The result of this inquiry cannot be better summed up than in the words of Mr. Pakenham’s counter-statement:—“With respect to the expedition of Lewis and Clarke, it must, on a close examination of the route pursued by them, be confessed, that neither on their outward journey to the Pacific, nor on their homeward journey to the United States, did they touch upon the head-waters of the principal branch of the Columbia River, which lie far to the north of the parts of the country traversed and explored by them.

“Thomson, of the British North-west Company, was the first civilised person who navigated the northern, in reality the main branch of the Columbia River, or traversed any part of the country drained by it.

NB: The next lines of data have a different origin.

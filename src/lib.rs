//! Code map - hierarchical symbol outline for editor sidebars
//!
//! Turns the flat, indentation-tagged item list produced by an external
//! mapper into an outline forest, and exposes it through [`TreeProvider`]
//! using the Elm Architecture pattern: host events arrive as
//! [`CodemapMsg`] and leave as [`Cmd`].

pub mod cli;
pub mod commands;
pub mod config;
pub mod config_paths;
pub mod fs_watcher;
pub mod messages;
pub mod outline;
pub mod provider;
pub mod runtime;
pub mod source;
pub mod tracing;
pub mod view;

// Re-export commonly used types
pub use commands::{Cmd, RevealOptions};
pub use config::{CodemapConfig, ConfigProvider};
pub use messages::CodemapMsg;
pub use outline::{build, BuildOptions, MapNode, NodeId, OutlineTree, SortMode};
pub use provider::{TreeChanged, TreeItem, TreeProvider, TreeViewHost};
pub use source::{ItemSource, ItemsFile, MapInfo, MapperCommand};
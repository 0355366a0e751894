//! Centralized configuration paths for codemap
//!
//! All config files live under:
//! - Unix/macOS: `~/.config/codemap/`
//! - Windows: `%APPDATA%\codemap\`
//!
//! This module is the single source of truth for config paths.

use std::{
    env, fs,
    path::{Path, PathBuf},
};

const APP_DIR: &str = "codemap";

/// Base config directory for codemap
///
/// Unix/macOS:
///   - If XDG_CONFIG_HOME is set: `$XDG_CONFIG_HOME/codemap`
///   - Else: `~/.config/codemap`
///
/// Windows:
///   - `%APPDATA%\codemap`
pub fn config_dir() -> Option<PathBuf> {
    #[cfg(target_os = "windows")]
    {
        env::var("APPDATA")
            .ok()
            .map(|appdata| PathBuf::from(appdata).join(APP_DIR))
    }

    #[cfg(not(target_os = "windows"))]
    {
        env::var_os("XDG_CONFIG_HOME")
            .map(PathBuf::from)
            .or_else(|| dirs::home_dir().map(|h| h.join(".config")))
            .map(|config| config.join(APP_DIR))
    }
}

/// `~/.config/codemap/config.yaml`
pub fn config_file() -> Option<PathBuf> {
    config_dir().map(|dir| dir.join("config.yaml"))
}

/// `~/.config/codemap/resources/`, holding `light/` and `dark/` icon sets
pub fn resources_dir() -> Option<PathBuf> {
    config_dir().map(|dir| dir.join("resources"))
}

fn ensure_dir(path: &Path) -> Result<(), String> {
    fs::create_dir_all(path)
        .map_err(|e| format!("Failed to create directory {}: {}", path.display(), e))
}

/// Ensure the base config dir exists, returning it
pub fn ensure_config_dir() -> Result<PathBuf, String> {
    let dir = config_dir().ok_or_else(|| "No config directory available".to_string())?;
    ensure_dir(&dir)?;
    Ok(dir)
}

/// Ensure `~/.config/codemap/logs/` exists, returning it
pub fn ensure_logs_dir() -> Result<PathBuf, String> {
    let logs = ensure_config_dir()?.join("logs");
    ensure_dir(&logs)?;
    Ok(logs)
}
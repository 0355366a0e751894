//! Flat item list to outline forest
//!
//! Single pass over the mapper output. Nesting comes purely from
//! indentation: the first indented item fixes the width of one level, and
//! an open-path table remembers the most recent node per level so every
//! item finds its parent without backtracking.

use std::path::Path;

use super::parse::{decode_title, parse_item, LevelUnit, ParsedItem};
use super::{CollapsibleState, IconRef, IconThemes, MapNode, NodeId, OutlineTree, SortMode};
use crate::config::{config_value, keys, ConfigProvider};

/// Options read from the configuration on every rebuild
#[derive(Debug, Clone, PartialEq, Eq)]
pub struct BuildOptions {
    /// Flat list with simulated indentation instead of a real tree
    pub text_mode: bool,
    /// Items nested deeper than this are dropped
    pub max_nesting_level: usize,
    /// Per-level filler for plain-text labels
    pub text_mode_level_prefix: String,
    /// Initial state of nodes with children
    pub text_mode_expanded: bool,
    /// Order siblings by title (tree mode only)
    pub sorting_enabled: bool,
}

impl Default for BuildOptions {
    fn default() -> Self {
        Self {
            text_mode: false,
            max_nesting_level: 10,
            // U+00A0 survives the whitespace collapsing of tree renderers
            text_mode_level_prefix: "\u{a0}\u{a0}".to_string(),
            text_mode_expanded: true,
            sorting_enabled: false,
        }
    }
}

impl BuildOptions {
    /// Read every option from a host configuration, defaulting missing keys
    pub fn from_provider(provider: &dyn ConfigProvider) -> Self {
        let defaults = Self::default();
        Self {
            text_mode: config_value(provider, keys::TEXT_MODE, defaults.text_mode),
            max_nesting_level: config_value(
                provider,
                keys::MAX_NESTING_LEVEL,
                defaults.max_nesting_level,
            ),
            text_mode_level_prefix: config_value(
                provider,
                keys::TEXT_MODE_LEVEL_PREFIX,
                defaults.text_mode_level_prefix,
            ),
            text_mode_expanded: config_value(
                provider,
                keys::TEXT_MODE_EXPANDED,
                defaults.text_mode_expanded,
            ),
            sorting_enabled: config_value(
                provider,
                keys::SORTING_ENABLED,
                defaults.sorting_enabled,
            ),
        }
    }

    fn initial_state(&self) -> CollapsibleState {
        if self.text_mode {
            CollapsibleState::None
        } else if self.text_mode_expanded {
            CollapsibleState::Expanded
        } else {
            CollapsibleState::Collapsed
        }
    }

    /// Sort mode to apply while building, `None` keeps source order
    fn sorting(&self, mode: SortMode) -> Option<SortMode> {
        (self.sorting_enabled && !self.text_mode).then_some(mode)
    }
}

/// Build the outline forest for `source_file` from raw mapper items
pub fn build<S: AsRef<str>>(
    items: &[S],
    source_file: &Path,
    options: &BuildOptions,
    sort: SortMode,
    icons: &IconThemes,
) -> OutlineTree {
    let mut tree = OutlineTree::new();
    let mut unit = LevelUnit::default();
    // Most recent node per computed level
    let mut open_path: Vec<Option<NodeId>> = Vec::new();
    let sorting = options.sorting(sort);
    let mut skipped = 0usize;

    for item in items.iter().map(AsRef::as_ref) {
        if item.is_empty() {
            continue;
        }

        let parsed = parse_item(item);
        let level = unit.level_of(parsed.indent);
        if level > options.max_nesting_level {
            skipped += 1;
            continue;
        }

        let id = tree.insert(make_node(&parsed, level, source_file, options, icons));

        if options.text_mode {
            tree.push_root(id);
        } else {
            place(&mut tree, &open_path, id, level, sorting);
        }

        if open_path.len() <= level {
            open_path.resize(level + 1, None);
        }
        open_path[level] = Some(id);
    }

    if let Some(mode) = sorting {
        tree.sort_roots(mode);
    }

    tracing::debug!(
        "Built code map for {}: {} nodes, {} roots, {} items beyond level {}",
        source_file.display(),
        tree.len(),
        tree.roots().len(),
        skipped,
        options.max_nesting_level
    );

    tree
}

fn make_node(
    parsed: &ParsedItem<'_>,
    level: usize,
    source_file: &Path,
    options: &BuildOptions,
    icons: &IconThemes,
) -> MapNode {
    let title = decode_title(parsed.title, !options.text_mode);
    let label = if options.text_mode {
        format!("{}{}", options.text_mode_level_prefix.repeat(level), title)
    } else {
        title.clone()
    };

    MapNode::new(
        title,
        label,
        level,
        parsed.line_number.unwrap_or(0),
        parsed.line_number.map(|_| source_file.to_path_buf()),
        IconRef::resolve(parsed.icon, icons),
        options.initial_state(),
    )
}

fn place(
    tree: &mut OutlineTree,
    open_path: &[Option<NodeId>],
    id: NodeId,
    level: usize,
    sorting: Option<SortMode>,
) {
    if level == 0 {
        tree.push_root(id);
        return;
    }

    if let Some(parent) = open_path.get(level - 1).copied().flatten() {
        tree.add_child(parent, id, sorting);
        return;
    }

    // Input skipped a level: hang the node under the nearest shallower entry
    let fallback = open_path[..open_path.len().min(level - 1)]
        .iter()
        .rev()
        .find_map(|entry| *entry);

    match fallback {
        Some(parent) => {
            tracing::warn!(
                "No parent at level {} for {:?}; attaching under {:?}",
                level - 1,
                tree[id].title,
                tree[parent].title
            );
            tree.add_child(parent, id, sorting);
        }
        None => {
            tracing::warn!(
                "No parent for {:?} at level {}; keeping it as a root",
                tree[id].title,
                level
            );
            tree.node_mut(id).nesting_level = 0;
            tree.push_root(id);
        }
    }
}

“It was by a tributary of the Columbia that Lewis and Clarke made their way to the main stream of that river, which they reached at a point distant, it is believed, not more than 200 miles from the point to which the river had been previously explored by Broughton.

“These facts, the undersigned conceives, will be found sufficient to reduce the value of Lewis and Clarke’s exploration on the Columbia to limits, which would by no means justify a claim to the whole valley drained by that river and its branches.”

Mr. Calhoun next proceeds to state the grounds on which, as alleged, priority of settlement was no less certain on the side of the United States:—“Establishments were formed by American citizens on the Columbia as early as 1809 and 1810. In the latter year a company was formed at New York, at the head of which was John Jacob Astor, a wealthy merchant of that city, the object of which was to form a regular chain of establishments on the Columbia River, and the contiguous coasts of the Pacific,for commercial purposes. Earlyin the spring of 1811, they made their first establishment on the south side of the river, a few miles above Point George, where they were visited in July following by Mr. Thomson, a surveyor and astronomer of the North-west Company, and his party. They had been sent out by that company to forestall the American company in occupying the mouth of the river, but found themselves defeated in their object. The American company formed two other connected establishments higher up the river: one at the confluence of the Okanegan with the north branch of the Columbia, about 600 miles above its mouth, and the other on the Spokan, a stream falling into the north branch, some fifty miles above.”

Mr. Calhoun, in making the above general allusion to establishments formed in 1809 and 1810, may be supposed to refer to a trading post founded by Mr. Henry, one of the agents of the Missouri Fur Company, on a branch of the Lewis River, the great southern arm of the Columbia. This post, however, was shortly abandoned in consequence of the hostility of the natives, and the difficulty of obtaining supplies, (Greenhow, p. 292.) It would, however, be rather an overstrained statement to describe this hunting station as an establishment formed on the Columbia, considering its very great distance from the junction of the Lewis River with the Columbia. Mr. Calhoun, however, may be alluding at the same time to the undertaking of Captain Smith, in the Albatross, in 1810, who is said by Mr. Greenhow to have attempted to found a trading post at Oak Point, on the south side of the Columbia, about forty miles from its mouth, and to have almost immediately abandoned the scheme. Such an attempt, however, can hardly be entitled to the character of a settlement. Beyond these two instances, it is believed that there is no occasion on record of the presence of citizens of the United States on the west side of the Rocky Mountains, during the years of 1809-10, which could give rise to the supposition of an establishment having been formed by them.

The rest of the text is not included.